# Problem to solve
Would you copy every line of the listing below that includes the word "state"?

# Provided data
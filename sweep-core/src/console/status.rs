//! Text rendering for the `status` and `history` commands.
//!
//! [`StatusFormatter`] turns an [`EngineStatus`] into one line per concern so
//! every front-end prints the same thing. [`write_history`] lists the newest
//! entries of the telemetry ring.

use core::fmt;
use core::time::Duration;

use crate::orchestrator::EngineStatus;
use crate::session::{Role, SessionSnapshot};
use crate::telemetry::TelemetryRecorder;
use crate::time::MonoInstant;

/// Entries shown by `history` without a count.
pub const DEFAULT_HISTORY_LEN: usize = 10;

/// Helper that renders an [`EngineStatus`] into human-readable lines.
#[derive(Clone, Copy, Debug)]
pub struct StatusFormatter<'a> {
    status: &'a EngineStatus,
}

#[allow(clippy::missing_errors_doc)]
impl<'a> StatusFormatter<'a> {
    #[must_use]
    pub const fn new(status: &'a EngineStatus) -> Self {
        Self { status }
    }

    /// Writes every status line, each terminated by a newline. Every writer
    /// here only fails when `writer` does.
    pub fn write_all<W: fmt::Write>(&self, writer: &mut W) -> fmt::Result {
        for role in Role::ALL {
            self.write_session_line(writer, role)?;
            writer.write_char('\n')?;
        }
        self.write_watchdog_line(writer)?;
        writer.write_char('\n')?;
        self.write_sweep_line(writer)?;
        writer.write_char('\n')?;
        self.write_emulator_line(writer)?;
        writer.write_char('\n')
    }

    /// Writes a session line (e.g. `server state=running link=open dtr=high ack=idle reset=done`).
    pub fn write_session_line<W: fmt::Write>(&self, writer: &mut W, role: Role) -> fmt::Result {
        let SessionSnapshot {
            state,
            link,
            dtr,
            ack_pending,
            reset_done,
            last_command,
            ..
        } = self.status.sessions[role.index()];

        write!(writer, "{role} state={state} link={link} dtr=")?;
        writer.write_str(if dtr.is_high() { "high" } else { "low" })?;
        writer.write_str(" ack=")?;
        writer.write_str(if ack_pending { "waiting" } else { "idle" })?;
        writer.write_str(" reset=")?;
        writer.write_str(if reset_done { "done" } else { "pending" })?;
        if let Some(command) = last_command {
            write!(writer, " last=\"{command}\"")?;
        }
        Ok(())
    }

    /// Writes the watchdog line (e.g. `watchdog armed=true silence=+12.0s threshold=+60.0s`).
    pub fn write_watchdog_line<W: fmt::Write>(&self, writer: &mut W) -> fmt::Result {
        let watchdog = &self.status.watchdog;
        writer.write_str("watchdog armed=")?;
        writer.write_str(if watchdog.armed { "true" } else { "false" })?;
        writer.write_str(" silence=")?;
        write_duration(writer, watchdog.silence)?;
        writer.write_str(" threshold=")?;
        write_duration(writer, Some(watchdog.threshold))?;
        if watchdog.breached {
            writer.write_str(" breached")?;
        }
        Ok(())
    }

    /// Writes the sweep line (e.g. `sweep phase=measuring point=mcs 0 / snr 2 dB progress=1/3 records=12`).
    pub fn write_sweep_line<W: fmt::Write>(&self, writer: &mut W) -> fmt::Result {
        let sweep = &self.status.sweep;
        write!(writer, "sweep phase={}", sweep.phase)?;
        if let Some(point) = sweep.point {
            write!(
                writer,
                " point={point} progress={}/{} records={}",
                sweep.completed, sweep.total, sweep.records
            )?;
        }
        Ok(())
    }

    /// Writes the emulator line (e.g. `emulator state=running channel=TDL-A`).
    pub fn write_emulator_line<W: fmt::Write>(&self, writer: &mut W) -> fmt::Result {
        write!(
            writer,
            "emulator state={} channel={}",
            self.status.emulator, self.status.channel
        )
    }
}

/// Writes the newest `count` telemetry entries, oldest first, with their age
/// at `now` (e.g. `#41 2.5s ago server: running -> stopping`).
///
/// # Errors
///
/// Propagates writer failures.
pub fn write_history<W, TInstant, const CAPACITY: usize>(
    writer: &mut W,
    recorder: &TelemetryRecorder<TInstant, CAPACITY>,
    count: usize,
    now: TInstant,
) -> fmt::Result
where
    W: fmt::Write,
    TInstant: MonoInstant,
{
    if recorder.is_empty() {
        return writer.write_str("no events recorded\n");
    }
    let skip = recorder.len().saturating_sub(count);
    for record in recorder.oldest_first().skip(skip) {
        write!(writer, "#{} ", record.id)?;
        write_span(writer, now.saturating_duration_since(record.timestamp))?;
        writeln!(writer, " ago {}", record.event)?;
    }
    Ok(())
}

fn write_duration<W: fmt::Write>(writer: &mut W, duration: Option<Duration>) -> fmt::Result {
    match duration {
        None => writer.write_str("n/a"),
        Some(value) => {
            writer.write_char('+')?;
            write_span(writer, value)
        }
    }
}

fn write_span<W: fmt::Write>(writer: &mut W, value: Duration) -> fmt::Result {
    if value >= Duration::from_secs(1) {
        let millis = value.as_millis();
        let seconds = millis / 1_000;
        let tenths = (millis % 1_000) / 100;
        write!(writer, "{seconds}.{tenths}s")
    } else if value >= Duration::from_millis(1) {
        write!(writer, "{}ms", value.as_millis())
    } else {
        write!(writer, "{}us", value.as_micros())
    }
}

# Result for this exercise
    /// Writes a session line (e.g. `server state=running link=open dtr=high ack=idle reset=done`).
            state,
        write!(writer, "{role} state={state} link={link} dtr=")?;
    /// Writes the emulator line (e.g. `emulator state=running channel=TDL-A`).
            "emulator state={} channel={}",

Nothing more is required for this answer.